PROBLEM STATEMENT: Start at the first line of the material below and retype each line through the one containing "the poller hold", exactly.

******************************

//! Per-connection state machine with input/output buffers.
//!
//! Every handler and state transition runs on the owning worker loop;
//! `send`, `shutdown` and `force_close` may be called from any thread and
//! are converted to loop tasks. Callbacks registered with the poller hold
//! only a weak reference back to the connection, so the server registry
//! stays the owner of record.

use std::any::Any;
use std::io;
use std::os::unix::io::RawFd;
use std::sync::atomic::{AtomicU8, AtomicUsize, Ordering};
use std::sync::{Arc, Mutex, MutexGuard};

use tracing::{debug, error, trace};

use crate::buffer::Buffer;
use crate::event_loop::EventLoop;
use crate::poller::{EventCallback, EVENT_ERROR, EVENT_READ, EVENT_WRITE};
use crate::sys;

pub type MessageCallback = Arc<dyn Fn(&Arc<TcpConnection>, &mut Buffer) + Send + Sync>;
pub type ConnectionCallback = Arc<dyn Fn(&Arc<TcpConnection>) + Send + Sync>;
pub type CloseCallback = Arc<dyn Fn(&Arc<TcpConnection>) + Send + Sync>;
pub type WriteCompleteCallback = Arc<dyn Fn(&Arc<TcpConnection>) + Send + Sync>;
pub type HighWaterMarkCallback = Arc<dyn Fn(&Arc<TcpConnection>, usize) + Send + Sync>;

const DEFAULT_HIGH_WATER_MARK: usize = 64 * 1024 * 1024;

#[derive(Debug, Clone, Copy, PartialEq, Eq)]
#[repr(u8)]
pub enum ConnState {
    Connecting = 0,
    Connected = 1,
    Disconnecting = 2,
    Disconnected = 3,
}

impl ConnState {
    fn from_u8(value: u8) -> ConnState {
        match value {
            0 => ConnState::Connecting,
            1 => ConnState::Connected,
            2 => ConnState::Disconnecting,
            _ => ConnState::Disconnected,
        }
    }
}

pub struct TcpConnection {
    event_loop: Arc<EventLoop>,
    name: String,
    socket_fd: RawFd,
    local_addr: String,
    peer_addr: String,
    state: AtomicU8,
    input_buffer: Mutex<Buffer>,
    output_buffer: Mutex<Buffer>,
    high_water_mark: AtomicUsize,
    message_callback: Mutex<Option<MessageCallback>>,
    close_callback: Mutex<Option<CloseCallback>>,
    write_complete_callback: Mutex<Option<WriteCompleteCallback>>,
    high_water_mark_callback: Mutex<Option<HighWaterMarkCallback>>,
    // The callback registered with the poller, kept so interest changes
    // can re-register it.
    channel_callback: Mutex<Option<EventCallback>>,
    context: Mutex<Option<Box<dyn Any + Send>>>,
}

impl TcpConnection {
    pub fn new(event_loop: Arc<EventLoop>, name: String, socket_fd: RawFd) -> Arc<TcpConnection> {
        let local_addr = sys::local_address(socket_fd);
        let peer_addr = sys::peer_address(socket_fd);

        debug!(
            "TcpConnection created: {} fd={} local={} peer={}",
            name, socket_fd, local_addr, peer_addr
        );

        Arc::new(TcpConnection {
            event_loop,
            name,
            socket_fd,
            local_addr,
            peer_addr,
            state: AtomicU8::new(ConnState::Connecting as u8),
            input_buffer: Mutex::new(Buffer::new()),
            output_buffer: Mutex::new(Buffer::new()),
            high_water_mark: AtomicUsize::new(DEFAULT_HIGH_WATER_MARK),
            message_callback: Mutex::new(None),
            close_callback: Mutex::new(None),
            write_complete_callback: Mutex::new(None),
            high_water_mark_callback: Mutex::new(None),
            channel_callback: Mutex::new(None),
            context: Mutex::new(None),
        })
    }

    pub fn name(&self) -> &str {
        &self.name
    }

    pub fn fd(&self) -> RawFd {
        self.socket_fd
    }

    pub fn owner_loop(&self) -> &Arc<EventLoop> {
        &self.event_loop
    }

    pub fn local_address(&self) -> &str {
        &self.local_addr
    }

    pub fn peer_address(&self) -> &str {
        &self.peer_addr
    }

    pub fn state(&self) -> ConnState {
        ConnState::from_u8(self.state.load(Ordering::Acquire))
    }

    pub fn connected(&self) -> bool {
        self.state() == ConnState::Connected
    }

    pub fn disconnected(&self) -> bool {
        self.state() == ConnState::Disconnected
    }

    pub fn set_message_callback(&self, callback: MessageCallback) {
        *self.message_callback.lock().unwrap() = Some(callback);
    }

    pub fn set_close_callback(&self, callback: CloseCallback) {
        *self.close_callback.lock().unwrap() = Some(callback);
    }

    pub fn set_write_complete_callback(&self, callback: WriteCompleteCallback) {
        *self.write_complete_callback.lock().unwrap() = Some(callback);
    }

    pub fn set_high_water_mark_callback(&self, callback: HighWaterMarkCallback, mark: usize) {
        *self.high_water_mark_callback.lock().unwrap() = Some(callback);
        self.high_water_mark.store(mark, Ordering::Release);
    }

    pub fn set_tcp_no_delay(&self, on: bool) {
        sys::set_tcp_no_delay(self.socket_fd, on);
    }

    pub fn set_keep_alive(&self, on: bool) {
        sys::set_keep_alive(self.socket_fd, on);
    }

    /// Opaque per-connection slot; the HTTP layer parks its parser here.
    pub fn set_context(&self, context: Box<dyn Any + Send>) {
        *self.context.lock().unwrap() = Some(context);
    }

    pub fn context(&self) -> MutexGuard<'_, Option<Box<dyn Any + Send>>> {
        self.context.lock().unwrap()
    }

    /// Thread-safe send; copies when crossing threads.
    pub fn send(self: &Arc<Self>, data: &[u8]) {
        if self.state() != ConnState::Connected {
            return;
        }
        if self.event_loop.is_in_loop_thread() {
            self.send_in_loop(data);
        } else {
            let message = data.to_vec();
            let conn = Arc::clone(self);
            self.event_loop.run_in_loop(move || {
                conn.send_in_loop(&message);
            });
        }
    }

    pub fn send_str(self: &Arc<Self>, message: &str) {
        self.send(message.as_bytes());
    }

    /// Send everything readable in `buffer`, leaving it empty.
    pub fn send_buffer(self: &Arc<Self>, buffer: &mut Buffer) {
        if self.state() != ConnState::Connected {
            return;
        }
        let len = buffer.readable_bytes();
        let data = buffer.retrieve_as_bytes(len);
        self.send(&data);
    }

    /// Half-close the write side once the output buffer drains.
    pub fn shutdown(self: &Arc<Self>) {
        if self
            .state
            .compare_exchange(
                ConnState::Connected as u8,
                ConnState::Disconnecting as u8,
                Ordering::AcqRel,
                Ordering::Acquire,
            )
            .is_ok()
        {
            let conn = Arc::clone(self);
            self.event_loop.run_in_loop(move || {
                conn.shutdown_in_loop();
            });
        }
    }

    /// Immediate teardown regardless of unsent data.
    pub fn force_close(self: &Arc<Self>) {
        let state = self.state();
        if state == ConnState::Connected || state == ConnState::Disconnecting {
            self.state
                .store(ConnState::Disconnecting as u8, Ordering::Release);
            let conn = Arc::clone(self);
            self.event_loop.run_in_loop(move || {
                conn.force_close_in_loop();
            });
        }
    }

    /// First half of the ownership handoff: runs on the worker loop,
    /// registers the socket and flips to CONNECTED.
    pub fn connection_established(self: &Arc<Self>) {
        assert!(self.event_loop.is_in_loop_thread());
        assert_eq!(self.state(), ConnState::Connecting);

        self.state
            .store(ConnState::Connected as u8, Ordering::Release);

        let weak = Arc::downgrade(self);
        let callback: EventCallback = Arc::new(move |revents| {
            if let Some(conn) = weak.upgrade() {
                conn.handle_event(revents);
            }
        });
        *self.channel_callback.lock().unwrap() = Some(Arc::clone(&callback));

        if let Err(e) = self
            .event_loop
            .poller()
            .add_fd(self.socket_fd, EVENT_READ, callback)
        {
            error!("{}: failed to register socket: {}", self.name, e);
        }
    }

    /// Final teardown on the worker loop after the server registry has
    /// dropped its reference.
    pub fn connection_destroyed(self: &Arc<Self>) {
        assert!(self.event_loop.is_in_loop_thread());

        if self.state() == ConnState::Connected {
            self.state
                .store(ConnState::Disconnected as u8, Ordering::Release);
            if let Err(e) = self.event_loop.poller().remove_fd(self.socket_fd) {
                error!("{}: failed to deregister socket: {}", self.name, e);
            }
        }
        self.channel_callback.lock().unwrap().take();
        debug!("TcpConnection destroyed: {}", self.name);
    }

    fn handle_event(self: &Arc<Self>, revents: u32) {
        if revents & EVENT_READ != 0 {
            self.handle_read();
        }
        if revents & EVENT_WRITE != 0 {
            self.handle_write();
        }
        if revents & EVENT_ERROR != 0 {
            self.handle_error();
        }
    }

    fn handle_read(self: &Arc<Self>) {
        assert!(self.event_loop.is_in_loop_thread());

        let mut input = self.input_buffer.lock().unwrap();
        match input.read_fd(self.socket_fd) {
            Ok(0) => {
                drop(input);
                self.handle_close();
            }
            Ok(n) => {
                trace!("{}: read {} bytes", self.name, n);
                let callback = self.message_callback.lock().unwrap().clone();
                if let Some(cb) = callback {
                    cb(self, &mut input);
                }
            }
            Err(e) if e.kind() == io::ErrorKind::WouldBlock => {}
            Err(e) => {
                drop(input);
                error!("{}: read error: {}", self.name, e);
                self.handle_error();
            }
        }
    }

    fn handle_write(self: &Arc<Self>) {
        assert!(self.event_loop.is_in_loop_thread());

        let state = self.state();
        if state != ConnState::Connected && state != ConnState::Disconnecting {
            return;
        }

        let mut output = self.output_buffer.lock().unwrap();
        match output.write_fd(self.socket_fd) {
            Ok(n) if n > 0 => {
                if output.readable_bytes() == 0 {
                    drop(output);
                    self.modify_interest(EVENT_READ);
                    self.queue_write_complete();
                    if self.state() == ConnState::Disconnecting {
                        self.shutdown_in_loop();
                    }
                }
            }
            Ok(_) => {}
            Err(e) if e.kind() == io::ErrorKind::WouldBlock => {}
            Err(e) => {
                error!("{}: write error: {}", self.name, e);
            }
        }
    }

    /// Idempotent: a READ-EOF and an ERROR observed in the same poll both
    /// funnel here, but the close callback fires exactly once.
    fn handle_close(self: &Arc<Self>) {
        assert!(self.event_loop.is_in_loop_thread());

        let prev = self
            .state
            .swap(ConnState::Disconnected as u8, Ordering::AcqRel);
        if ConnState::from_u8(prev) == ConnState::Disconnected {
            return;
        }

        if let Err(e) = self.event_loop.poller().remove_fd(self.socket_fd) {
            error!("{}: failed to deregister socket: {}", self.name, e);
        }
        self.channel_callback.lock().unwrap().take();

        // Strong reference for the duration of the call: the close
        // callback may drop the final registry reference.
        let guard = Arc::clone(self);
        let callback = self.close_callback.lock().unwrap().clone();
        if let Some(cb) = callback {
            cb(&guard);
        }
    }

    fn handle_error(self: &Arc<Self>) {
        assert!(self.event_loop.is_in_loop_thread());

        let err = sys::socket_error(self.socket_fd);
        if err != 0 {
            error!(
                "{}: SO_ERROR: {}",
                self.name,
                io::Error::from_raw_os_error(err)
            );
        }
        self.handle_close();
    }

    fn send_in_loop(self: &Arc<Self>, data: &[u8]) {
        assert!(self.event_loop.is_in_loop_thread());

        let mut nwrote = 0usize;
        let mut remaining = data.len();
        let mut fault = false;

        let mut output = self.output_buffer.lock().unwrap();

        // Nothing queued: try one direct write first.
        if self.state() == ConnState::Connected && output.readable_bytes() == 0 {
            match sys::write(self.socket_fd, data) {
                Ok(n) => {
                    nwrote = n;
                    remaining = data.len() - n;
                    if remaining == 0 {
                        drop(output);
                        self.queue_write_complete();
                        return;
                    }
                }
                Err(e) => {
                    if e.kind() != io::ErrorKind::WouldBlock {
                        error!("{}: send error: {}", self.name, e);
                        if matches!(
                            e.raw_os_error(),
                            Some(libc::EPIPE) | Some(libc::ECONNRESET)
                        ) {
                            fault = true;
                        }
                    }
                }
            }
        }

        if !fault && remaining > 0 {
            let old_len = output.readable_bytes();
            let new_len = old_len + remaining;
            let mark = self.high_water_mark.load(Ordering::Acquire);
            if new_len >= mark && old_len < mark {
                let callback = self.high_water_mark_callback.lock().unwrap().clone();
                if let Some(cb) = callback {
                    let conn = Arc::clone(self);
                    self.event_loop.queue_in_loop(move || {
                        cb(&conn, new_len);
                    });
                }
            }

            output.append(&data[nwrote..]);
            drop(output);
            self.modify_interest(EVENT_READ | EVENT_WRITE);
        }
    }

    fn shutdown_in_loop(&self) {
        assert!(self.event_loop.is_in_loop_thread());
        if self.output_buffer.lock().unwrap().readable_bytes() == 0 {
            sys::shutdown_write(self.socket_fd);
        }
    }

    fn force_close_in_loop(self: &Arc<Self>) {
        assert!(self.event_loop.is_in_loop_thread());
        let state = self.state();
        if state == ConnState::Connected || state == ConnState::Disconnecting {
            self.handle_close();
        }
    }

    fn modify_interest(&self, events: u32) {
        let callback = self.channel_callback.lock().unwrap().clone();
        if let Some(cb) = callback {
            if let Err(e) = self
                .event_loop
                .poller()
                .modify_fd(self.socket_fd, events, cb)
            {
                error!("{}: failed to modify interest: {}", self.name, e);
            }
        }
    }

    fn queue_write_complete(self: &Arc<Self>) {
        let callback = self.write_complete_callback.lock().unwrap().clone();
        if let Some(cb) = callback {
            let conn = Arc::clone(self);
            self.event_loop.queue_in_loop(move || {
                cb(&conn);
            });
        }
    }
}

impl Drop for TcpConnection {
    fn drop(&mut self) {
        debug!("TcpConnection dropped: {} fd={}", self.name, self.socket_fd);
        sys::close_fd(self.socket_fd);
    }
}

******************************

EXERCISE ANSWER:
//! Per-connection state machine with input/output buffers.
//!
//! Every handler and state transition runs on the owning worker loop;
//! `send`, `shutdown` and `force_close` may be called from any thread and
//! are converted to loop tasks. Callbacks registered with the poller hold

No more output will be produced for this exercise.